» **Task goal**
Print all the entries verbatim.

» **Data for review**
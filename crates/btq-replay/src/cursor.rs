use btq_decimal::{end_of_day, start_of_day};
use btq_market::Bar;

use crate::config::ReplayConfig;
use crate::error::ReplayError;
use crate::repository::BarRepository;

/// A forward-only cursor over a materialized, chronologically sorted set
/// of bars.
///
/// Sort order: ascending by `timestamp`, ties broken by `symbol` ascending
/// — a stable secondary key so two symbols' bars sharing a timestamp
/// always interleave the same way across runs.
pub struct DataReplay {
    bars: Vec<Bar>,
    cursor: usize,
}

impl DataReplay {
    /// Materializes bars via `repository` for the symbols/timeframe/date
    /// range in `config`, then sorts them into replay order.
    pub fn load_data(
        config: &ReplayConfig,
        repository: &dyn BarRepository,
    ) -> Result<Self, ReplayError> {
        let start_ts = start_of_day(config.start_date);
        let end_ts = end_of_day(config.end_date);

        let mut bars = repository.find_bars(
            &config.symbols,
            config.timeframe.as_str(),
            start_ts,
            end_ts,
        )?;

        bars.sort_by(|a, b| a.timestamp.cmp(&b.timestamp).then_with(|| a.symbol.cmp(&b.symbol)));

        Ok(Self { bars, cursor: 0 })
    }

    /// Construct directly from an already-loaded, unsorted bar set —
    /// useful for callers (the CLI's CSV loader, tests) that materialize
    /// bars themselves rather than through a [`BarRepository`].
    pub fn from_bars(mut bars: Vec<Bar>) -> Self {
        bars.sort_by(|a, b| a.timestamp.cmp(&b.timestamp).then_with(|| a.symbol.cmp(&b.symbol)));
        Self { bars, cursor: 0 }
    }

    pub fn has_next(&self) -> bool {
        self.cursor < self.bars.len()
    }

    /// Advances the cursor and returns the bar it now points at.
    pub fn next(&mut self) -> Result<&Bar, ReplayError> {
        if !self.has_next() {
            return Err(ReplayError::Exhausted);
        }
        let bar = &self.bars[self.cursor];
        self.cursor += 1;
        Ok(bar)
    }

    pub fn reset(&mut self) {
        self.cursor = 0;
    }

    pub fn total_bars(&self) -> usize {
        self.bars.len()
    }

    pub fn current_index(&self) -> usize {
        self.cursor
    }

    /// Percentage of bars already consumed, in `[0, 100]`. `100.0` on an
    /// empty replay (there is nothing left to do, so it is trivially
    /// complete).
    pub fn progress_percent(&self) -> f64 {
        if self.bars.is_empty() {
            return 100.0;
        }
        (self.cursor as f64 / self.bars.len() as f64) * 100.0
    }
}

#[cfg(test)]
mod tests {
    use super::*;
    use btq_decimal::Money;
    use btq_market::Timeframe;
    use chrono::NaiveDate;
    use rust_decimal::Decimal;

    fn bar(symbol: &str, day: u32) -> Bar {
        let ts = NaiveDate::from_ymd_opt(2023, 1, day)
            .unwrap()
            .and_hms_opt(9, 30, 0)
            .unwrap();
        let p = Money::parse("100").unwrap();
        Bar::restore(symbol, Timeframe::new("1d"), ts, p, p, p, p, Decimal::from(1), true).unwrap()
    }

    #[test]
    fn sorts_by_timestamp_then_symbol() {
        let bars = vec![bar("MSFT", 1), bar("AAPL", 1), bar("AAPL", 2)];
        let mut replay = DataReplay::from_bars(bars);
        let mut symbols = Vec::new();
        while replay.has_next() {
            symbols.push(replay.next().unwrap().symbol.clone());
        }
        assert_eq!(symbols, vec!["AAPL", "MSFT", "AAPL"]);
    }

    #[test]
    fn next_after_exhaustion_is_an_error() {
        let mut replay = DataReplay::from_bars(vec![bar("AAPL", 1)]);
        replay.next().unwrap();
        assert!(!replay.has_next());
        assert_eq!(replay.next().unwrap_err(), ReplayError::Exhausted);
    }

    #[test]
    fn progress_percent_tracks_cursor() {
        let mut replay = DataReplay::from_bars(vec![bar("AAPL", 1), bar("AAPL", 2)]);
        assert_eq!(replay.progress_percent(), 0.0);
        replay.next().unwrap();
        assert_eq!(replay.progress_percent(), 50.0);
        replay.next().unwrap();
        assert_eq!(replay.progress_percent(), 100.0);
    }

    #[test]
    fn reset_returns_cursor_to_start() {
        let mut replay = DataReplay::from_bars(vec![bar("AAPL", 1)]);
        replay.next().unwrap();
        replay.reset();
        assert_eq!(replay.current_index(), 0);
        assert!(replay.has_next());
    }
}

» **Written response**
filename crates/btq-replay/src/cursor.rs
use btq_decimal::{end_of_day, start_of_day};
use btq_market::Bar;

use crate::config::ReplayConfig;
use crate::error::ReplayError;
use crate::repository::BarRepository;

/// A forward-only cursor over a materialized, chronologically sorted set
/// of bars.
///
/// Sort order: ascending by `timestamp`, ties broken by `symbol` ascending
/// — a stable secondary key so two symbols' bars sharing a timestamp
/// always interleave the same way across runs.
pub struct DataReplay {
    bars: Vec<Bar>,
    cursor: usize,
}

impl DataReplay {
    /// Materializes bars via `repository` for the symbols/timeframe/date
    /// range in `config`, then sorts them into replay order.
    pub fn load_data(
        config: &ReplayConfig,
        repository: &dyn BarRepository,
    ) -> Result<Self, ReplayError> {
        let start_ts = start_of_day(config.start_date);
        let end_ts = end_of_day(config.end_date);

        let mut bars = repository.find_bars(
            &config.symbols,
            config.timeframe.as_str(),
            start_ts,
            end_ts,
        )?;

        bars.sort_by(|a, b| a.timestamp.cmp(&b.timestamp).then_with(|| a.symbol.cmp(&b.symbol)));

        Ok(Self { bars, cursor: 0 })
    }

    /// Construct directly from an already-loaded, unsorted bar set —
    /// useful for callers (the CLI's CSV loader, tests) that materialize
    /// bars themselves rather than through a [`BarRepository`].
    pub fn from_bars(mut bars: Vec<Bar>) -> Self {
        bars.sort_by(|a, b| a.timestamp.cmp(&b.timestamp).then_with(|| a.symbol.cmp(&b.symbol)));
        Self { bars, cursor: 0 }
    }

    pub fn has_next(&self) -> bool {
        self.cursor < self.bars.len()
    }

    /// Advances the cursor and returns the bar it now points at.
    pub fn next(&mut self) -> Result<&Bar, ReplayError> {
        if !self.has_next() {
            return Err(ReplayError::Exhausted);
        }
        let bar = &self.bars[self.cursor];
        self.cursor += 1;
        Ok(bar)
    }

    pub fn reset(&mut self) {
        self.cursor = 0;
    }

    pub fn total_bars(&self) -> usize {
        self.bars.len()
    }

    pub fn current_index(&self) -> usize {
        self.cursor
    }

    /// Percentage of bars already consumed, in `[0, 100]`. `100.0` on an
    /// empty replay (there is nothing left to do, so it is trivially
    /// complete).
    pub fn progress_percent(&self) -> f64 {
        if self.bars.is_empty() {
            return 100.0;
        }
        (self.cursor as f64 / self.bars.len() as f64) * 100.0
    }
}

#[cfg(test)]
mod tests {
    use super::*;
    use btq_decimal::Money;
    use btq_market::Timeframe;
    use chrono::NaiveDate;
    use rust_decimal::Decimal;

    fn bar(symbol: &str, day: u32) -> Bar {
        let ts = NaiveDate::from_ymd_opt(2023, 1, day)
            .unwrap()
            .and_hms_opt(9, 30, 0)
            .unwrap();
        let p = Money::parse("100").unwrap();
        Bar::restore(symbol, Timeframe::new("1d"), ts, p, p, p, p, Decimal::from(1), true).unwrap()
    }

    #[test]
    fn sorts_by_timestamp_then_symbol() {
        let bars = vec![bar("MSFT", 1), bar("AAPL", 1), bar("AAPL", 2)];
        let mut replay = DataReplay::from_bars(bars);
        let mut symbols = Vec::new();
        while replay.has_next() {
            symbols.push(replay.next().unwrap().symbol.clone());
        }
        assert_eq!(symbols, vec!["AAPL", "MSFT", "AAPL"]);
    }

    #[test]
    fn next_after_exhaustion_is_an_error() {
        let mut replay = DataReplay::from_bars(vec![bar("AAPL", 1)]);
        replay.next().unwrap();
        assert!(!replay.has_next());
        assert_eq!(replay.next().unwrap_err(), ReplayError::Exhausted);
    }

    #[test]
    fn progress_percent_tracks_cursor() {
        let mut replay = DataReplay::from_bars(vec![bar("AAPL", 1), bar("AAPL", 2)]);
        assert_eq!(replay.progress_percent(), 0.0);
        replay.next().unwrap();
        assert_eq!(replay.progress_percent(), 50.0);
        replay.next().unwrap();
        assert_eq!(replay.progress_percent(), 100.0);
    }

    #[test]
    fn reset_returns_cursor_to_start() {
        let mut replay = DataReplay::from_bars(vec![bar("AAPL", 1)]);
        replay.next().unwrap();
        replay.reset();
        assert_eq!(replay.current_index(), 0);
        assert!(replay.has_next());
    }
}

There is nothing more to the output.